Sarkas Arden

"Hei! Bangunlah," ucap Arden kepada wanita yang masih terlelap dalam tidurnya.

Lauren tidak mengindahkan seruan Arden. Ia masih ingin terlelap di tempat tidur yang empuk. Arden menyewa kamar terbaik, dan Lauren ingin berlama-lama di dalam hotel hanya untuk menikmati fasilitasnya.

"Aku mau pulang. Terserah kalau kamu mau tinggal."

Lauren sudah bangun, tetapi matanya saja yang enggan untuk terbuka. Rasa malas lebih besar mendera ditambah ia ingin sekali berada di dalam pelukan Arden.

"Berapa aku harus menbayarmu?" tanya Arden.

Lauren membuka mata, ia memandang Arden, dan wajah pria itu rupanya sangat tampan. "Aku bukan wanita seperti itu."

"Kamu hanya ingin bersenang-senang?"

Lauren bangun dengan tidak memperdulikan tubuhnya dipandang oleh Arden. Dari semalam ia tidak berpakaian, dan Arden sama sekali tidak tertarik akan tubuhnya.

"Aku sudah biasa berkencan dengan pria."

Arden mengerti sekarang. Lauren berpikiran sangat terbuka. Bagi wanita itu, cinta satu malam merupakan kegiatan yang sering dilakukan.

"Kamu sungguh tidak ingin meniduriku?" tanya Lauren.

"Aku tidak berminat untuk saat ini."

"Kamu punya pacar?" tanya Lauren.

Arden menggeleng. "Aku tidak ingin memiliki komitmen terhadap wanita. Aku meniduri mereka jika menginginkannya."

"Kita sama. Aku lebih suka sendirian. Terlalu banyak pria tampan dan aku ingin sekali menidurinya."

Arden tertawa dengan melempar pakaian ke arah Lauren. "Jika kamu ingin diantar, cepat pakai bajumu."

Arden bahkan tidak memberi kesempatan Lauren untuk membersihkan diri lebih dulu. Wanita itu segera memakai baju, lalu membersihkan wajahnya dengan tisu basah yang selalu dibawa.

"Kamu terburu-buru.

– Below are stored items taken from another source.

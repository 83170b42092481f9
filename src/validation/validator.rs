use image::{GrayImage, RgbImage};
use serde::{Deserialize, Serialize};
use tracing::debug;

use crate::config::ValidationThresholds;
use crate::imaging::stats::{self, GrayStats};
use crate::imaging::Bitmap;
use crate::validation::check::{Check, Rejection};

/// Verdict of the validation gate.
#[derive(Debug, Clone, PartialEq, Serialize, Deserialize)]
pub struct ValidationResult {
    pub is_valid: bool,
    /// In [0, 1]. Rejections carry the confidence of the failing check.
    pub confidence: f64,
    pub reason: String,
    /// The check that rejected the image; `None` when valid.
    pub failed_check: Option<Check>,
}

/// Heuristic gate deciding whether a bitmap plausibly is a brain MRI scan.
///
/// Checks run in `Check::ALL` order and the first failure short-circuits:
///
/// 1. minimum size
/// 2. aspect ratio band
/// 3. colorfulness (only for images with 3+ channels)
/// 4. mean brightness band
/// 5. contrast (intensity standard deviation)
/// 6. histogram entropy
/// 7. distinct intensity count
/// 8. Sobel edge density (only when `min_edge_density` is set)
///
/// Grayscale statistics are computed only once the dimension and colour
/// checks have passed; the Sobel pass only when the structure check is
/// reached.
#[derive(Debug, Clone)]
pub struct BrainImageValidator {
    thresholds: ValidationThresholds,
}

impl BrainImageValidator {
    pub fn new(thresholds: ValidationThresholds) -> Self {
        BrainImageValidator { thresholds }
    }

    pub fn thresholds(&self) -> &ValidationThresholds {
        &self.thresholds
    }

    pub fn validate(&self, bitmap: &Bitmap) -> ValidationResult {
        self.validate_with(bitmap, |_| {})
    }

    /// Like `validate`, but calls `on_check` as each check starts.
    pub fn validate_with<F>(&self, bitmap: &Bitmap, mut on_check: F) -> ValidationResult
    where
        F: FnMut(Check),
    {
        match self.run(bitmap, &mut on_check) {
            Ok(()) => ValidationResult {
                is_valid: true,
                confidence: self.thresholds.accept_confidence,
                reason: "Valid brain MRI scan detected".to_owned(),
                failed_check: None,
            },
            Err(rejection) => {
                debug!(check = %rejection.check, reason = %rejection.reason, "image rejected");
                ValidationResult {
                    is_valid: false,
                    confidence: rejection.check.rejection_confidence(),
                    reason: rejection.reason,
                    failed_check: Some(rejection.check),
                }
            }
        }
    }

    fn run(&self, bitmap: &Bitmap, on_check: &mut dyn FnMut(Check)) -> Result<(), Rejection> {
        let (width, height) = (bitmap.width(), bitmap.height());

        on_check(Check::Size);
        self.check_size(width, height)?;

        on_check(Check::AspectRatio);
        self.check_aspect_ratio(width, height)?;

        if bitmap.mode().channel_count() >= 3 {
            on_check(Check::Colorfulness);
            self.check_colorfulness(&bitmap.to_rgb())?;
        }

        let gray = bitmap.to_gray();
        let stats = GrayStats::compute(&gray);

        on_check(Check::Brightness);
        self.check_brightness(&stats)?;

        on_check(Check::Contrast);
        self.check_contrast(&stats)?;

        on_check(Check::Entropy);
        self.check_entropy(&stats)?;

        on_check(Check::DistinctValues);
        self.check_distinct_values(&stats)?;

        if let Some(floor) = self.thresholds.min_edge_density {
            on_check(Check::Structure);
            self.check_structure(&gray, floor)?;
        }

        Ok(())
    }

    // -----------------------------------------------------------------------
    // Individual checks
    // -----------------------------------------------------------------------

    pub(crate) fn check_size(&self, width: u32, height: u32) -> Result<(), Rejection> {
        let t = &self.thresholds;
        if width < t.min_width || height < t.min_height {
            return Err(Rejection::new(Check::Size, format!(
                "Image size too small ({width}x{height}). Brain MRI requires at least {}x{} px",
                t.min_width, t.min_height
            )));
        }
        Ok(())
    }

    pub(crate) fn check_aspect_ratio(&self, width: u32, height: u32) -> Result<(), Rejection> {
        let t = &self.thresholds;
        let ratio = if height > 0 { width as f64 / height as f64 } else { 0.0 };
        if ratio < t.min_aspect_ratio || ratio > t.max_aspect_ratio {
            return Err(Rejection::new(Check::AspectRatio, format!(
                "Invalid aspect ratio ({ratio:.2}). Brain MRI should be roughly square; got {width}x{height}"
            )));
        }
        Ok(())
    }

    pub(crate) fn check_colorfulness(&self, rgb: &RgbImage) -> Result<(), Rejection> {
        let diff = stats::max_channel_difference(rgb);
        if diff > self.thresholds.max_channel_difference {
            return Err(Rejection::new(Check::Colorfulness, format!(
                "Image appears to be colored (channel diff: {diff:.1}). Brain MRI must be grayscale"
            )));
        }
        Ok(())
    }

    pub(crate) fn check_brightness(&self, stats: &GrayStats) -> Result<(), Rejection> {
        let t = &self.thresholds;
        if stats.mean < t.min_brightness || stats.mean > t.max_brightness {
            let which = if stats.mean < t.min_brightness { "dark" } else { "bright" };
            return Err(Rejection::new(Check::Brightness, format!(
                "Image is too {which} (mean intensity {:.1}). Brain MRI should have varied intensity",
                stats.mean
            )));
        }
        Ok(())
    }

    pub(crate) fn check_contrast(&self, stats: &GrayStats) -> Result<(), Rejection> {
        if stats.std_dev < self.thresholds.min_contrast {
            return Err(Rejection::new(Check::Contrast, format!(
                "Image lacks contrast (std={:.1}). Too uniform to be a medical scan",
                stats.std_dev
            )));
        }
        Ok(())
    }

    pub(crate) fn check_entropy(&self, stats: &GrayStats) -> Result<(), Rejection> {
        if stats.entropy < self.thresholds.min_entropy {
            return Err(Rejection::new(Check::Entropy, format!(
                "Image entropy too low ({:.2} bits). Too simple to be a medical scan",
                stats.entropy
            )));
        }
        Ok(())
    }

    pub(crate) fn check_distinct_values(&self, stats: &GrayStats) -> Result<(), Rejection> {
        if stats.distinct_values < self.thresholds.min_distinct_values {
            return Err(Rejection::new(Check::DistinctValues, format!(
                "Too few distinct pixel values ({}). Insufficient detail for a medical scan",
                stats.distinct_values
            )));
        }
        Ok(())
    }

    pub(crate) fn check_structure(&self, gray: &GrayImage, floor: f64) -> Result<(), Rejection> {
        let density = stats::edge_density(gray, self.thresholds.edge_magnitude_threshold);
        if density < floor {
            return Err(Rejection::new(Check::Structure, format!(
                "No discernible anatomical structure found (edge density {density:.4})"
            )));
        }
        Ok(())
    }
}

impl Default for BrainImageValidator {
    fn default() -> Self {
        BrainImageValidator::new(ValidationThresholds::strict())
    }
}

#[cfg(test)]
mod tests {
    use super::*;
    use image::{DynamicImage, Luma, Rgb};
    use rand::rngs::StdRng;
    use rand::{Rng, SeedableRng};

    fn gray_bitmap(img: GrayImage) -> Bitmap {
        Bitmap::from_image(DynamicImage::ImageLuma8(img))
    }

    fn rgb_bitmap(img: RgbImage) -> Bitmap {
        Bitmap::from_image(DynamicImage::ImageRgb8(img))
    }

    fn noise(width: u32, height: u32, seed: u64) -> GrayImage {
        let mut rng = StdRng::seed_from_u64(seed);
        GrayImage::from_fn(width, height, |_, _| Luma([rng.gen::<u8>()]))
    }

    fn trace(validator: &BrainImageValidator, bitmap: &Bitmap) -> (ValidationResult, Vec<Check>) {
        let mut seen = Vec::new();
        let result = validator.validate_with(bitmap, |c| seen.push(c));
        (result, seen)
    }

    #[test]
    fn undersized_images_fail_on_size_first() {
        let v = BrainImageValidator::default();
        for (w, h) in [(149, 200), (200, 149), (50, 50), (10, 400)] {
            // Strongly coloured so later checks would also fail.
            let img = RgbImage::from_pixel(w, h, Rgb([255, 0, 0]));
            let (result, seen) = trace(&v, &rgb_bitmap(img));
            assert!(!result.is_valid);
            assert_eq!(result.failed_check, Some(Check::Size), "{w}x{h}");
            assert!(result.reason.contains("size"));
            assert_eq!(result.confidence, 0.05);
            assert_eq!(seen, vec![Check::Size]);
        }
    }

    #[test]
    fn aspect_ratio_is_checked_before_colour() {
        let v = BrainImageValidator::default();
        let img = RgbImage::from_pixel(400, 200, Rgb([200, 50, 50]));
        let (result, seen) = trace(&v, &rgb_bitmap(img));
        assert_eq!(result.failed_check, Some(Check::AspectRatio));
        assert_eq!(result.confidence, 0.08);
        assert_eq!(seen, vec![Check::Size, Check::AspectRatio]);
    }

    #[test]
    fn aspect_band_edges_are_inclusive() {
        let v = BrainImageValidator::default();
        assert!(v.check_aspect_ratio(200, 250).is_ok()); // 0.8
        assert!(v.check_aspect_ratio(250, 200).is_ok()); // 1.25
        assert!(v.check_aspect_ratio(199, 250).is_err());
        assert!(v.check_aspect_ratio(251, 200).is_err());
    }

    #[test]
    fn identical_channels_always_pass_colorfulness() {
        let v = BrainImageValidator::default();
        for seed in 0..5 {
            let mut rng = StdRng::seed_from_u64(seed);
            let img = RgbImage::from_fn(64, 64, |_, _| {
                let g = rng.gen::<u8>();
                Rgb([g, g, g])
            });
            assert!(v.check_colorfulness(&img).is_ok());
        }
    }

    #[test]
    fn replicated_grayscale_passes_colorfulness() {
        let v = BrainImageValidator::default();
        let bitmap = gray_bitmap(noise(80, 80, 3));
        assert!(v.check_colorfulness(&bitmap.to_rgb()).is_ok());
    }

    #[test]
    fn single_channel_images_skip_colorfulness() {
        let v = BrainImageValidator::default();
        let (result, seen) = trace(&v, &gray_bitmap(noise(200, 200, 11)));
        assert!(result.is_valid, "{}", result.reason);
        assert!(!seen.contains(&Check::Colorfulness));
    }

    #[test]
    fn coloured_photo_is_rejected() {
        let v = BrainImageValidator::default();
        let img = RgbImage::from_pixel(300, 300, Rgb([200, 50, 50]));
        let result = v.validate(&rgb_bitmap(img));
        assert_eq!(result.failed_check, Some(Check::Colorfulness));
        assert!(result.reason.contains("colored"));
        assert!(result.confidence <= 0.15);
    }

    #[test]
    fn uniform_images_always_fail_contrast() {
        let v = BrainImageValidator::default();
        for level in 0..=255u8 {
            let stats = GrayStats::compute(&GrayImage::from_pixel(8, 8, Luma([level])));
            let rejection = v.check_contrast(&stats).unwrap_err();
            assert_eq!(rejection.check, Check::Contrast);
        }
    }

    #[test]
    fn dark_and_bright_images_fail_brightness() {
        let v = BrainImageValidator::default();

        let dark = v.validate(&gray_bitmap(GrayImage::from_pixel(200, 200, Luma([3]))));
        assert_eq!(dark.failed_check, Some(Check::Brightness));
        assert!(dark.reason.contains("dark"));

        let bright = v.validate(&gray_bitmap(GrayImage::from_pixel(200, 200, Luma([250]))));
        assert_eq!(bright.failed_check, Some(Check::Brightness));
        assert!(bright.reason.contains("bright"));
        assert_eq!(bright.confidence, 0.12);
    }

    #[test]
    fn three_level_image_is_too_simple() {
        let v = BrainImageValidator::default();
        let img = GrayImage::from_fn(300, 300, |x, _| Luma([[0u8, 128, 255][(x / 100) as usize]]));
        let result = v.validate(&gray_bitmap(img));
        assert_eq!(result.failed_check, Some(Check::Entropy));
        assert_eq!(result.confidence, 0.18);
    }

    #[test]
    fn few_distinct_levels_lack_detail() {
        let v = BrainImageValidator::default();
        // Eight equally sized levels: 3 bits of entropy but only 8 values.
        let img = GrayImage::from_fn(256, 256, |x, _| Luma([(x / 32) as u8 * 32 + 10]));
        let result = v.validate(&gray_bitmap(img));
        assert_eq!(result.failed_check, Some(Check::DistinctValues));
        assert_eq!(result.confidence, 0.20);
    }

    #[test]
    fn flat_stripes_lack_structure_when_floor_is_high() {
        let mut t = ValidationThresholds::strict();
        t.min_distinct_values = 5;
        t.min_edge_density = Some(0.05);
        let v = BrainImageValidator::new(t);
        // Five wide stripes: enough entropy, edges only at four boundaries.
        let img = GrayImage::from_fn(300, 300, |x, _| Luma([(x / 60) as u8 * 50 + 20]));
        let result = v.validate(&gray_bitmap(img));
        assert_eq!(result.failed_check, Some(Check::Structure));
        assert_eq!(result.confidence, 0.22);
    }

    #[test]
    fn lenient_profile_skips_structure() {
        let v = BrainImageValidator::new(ValidationThresholds::lenient());
        let (result, seen) = trace(&v, &gray_bitmap(noise(120, 120, 5)));
        assert!(result.is_valid);
        assert!(!seen.contains(&Check::Structure));
        assert_eq!(result.confidence, 0.92);
    }

    #[test]
    fn noisy_grayscale_scan_is_accepted() {
        let v = BrainImageValidator::default();
        let (result, seen) = trace(&v, &gray_bitmap(noise(200, 200, 42)));
        assert!(result.is_valid);
        assert_eq!(result.confidence, 0.95);
        assert_eq!(result.failed_check, None);
        assert_eq!(seen.last(), Some(&Check::Structure));
    }
}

Kita bahkan tidak sarapan," kata Lauren.

"Aku banyak pekerjaan dan harus segera pulang." Arden memandang Lauren dengan lekat. "Kamu sungguh tidak ingin bayaran?"

"Tidak! Aku tidak kekurangan uang," jawab Lauren.

Jika diperhatikan, Lauren memang dari kalangan berada. Tas, blazer, bahkan bralette yang dikenakan tubuh wanita itu berasal dari luar negeri. Arden menyakini jika Lauren wanita dengan finansial cukup.

"Kamu bekerja di mana?" tanya Arden.

"Online shop tangan pertama. Aku berdagang pakaian yang kubeli dari luar negeri. Kebanyakan dari Korea karena anak muda sekarang sangat suka style dari negara ginseng."

"Bagus sekali," jawab Arden.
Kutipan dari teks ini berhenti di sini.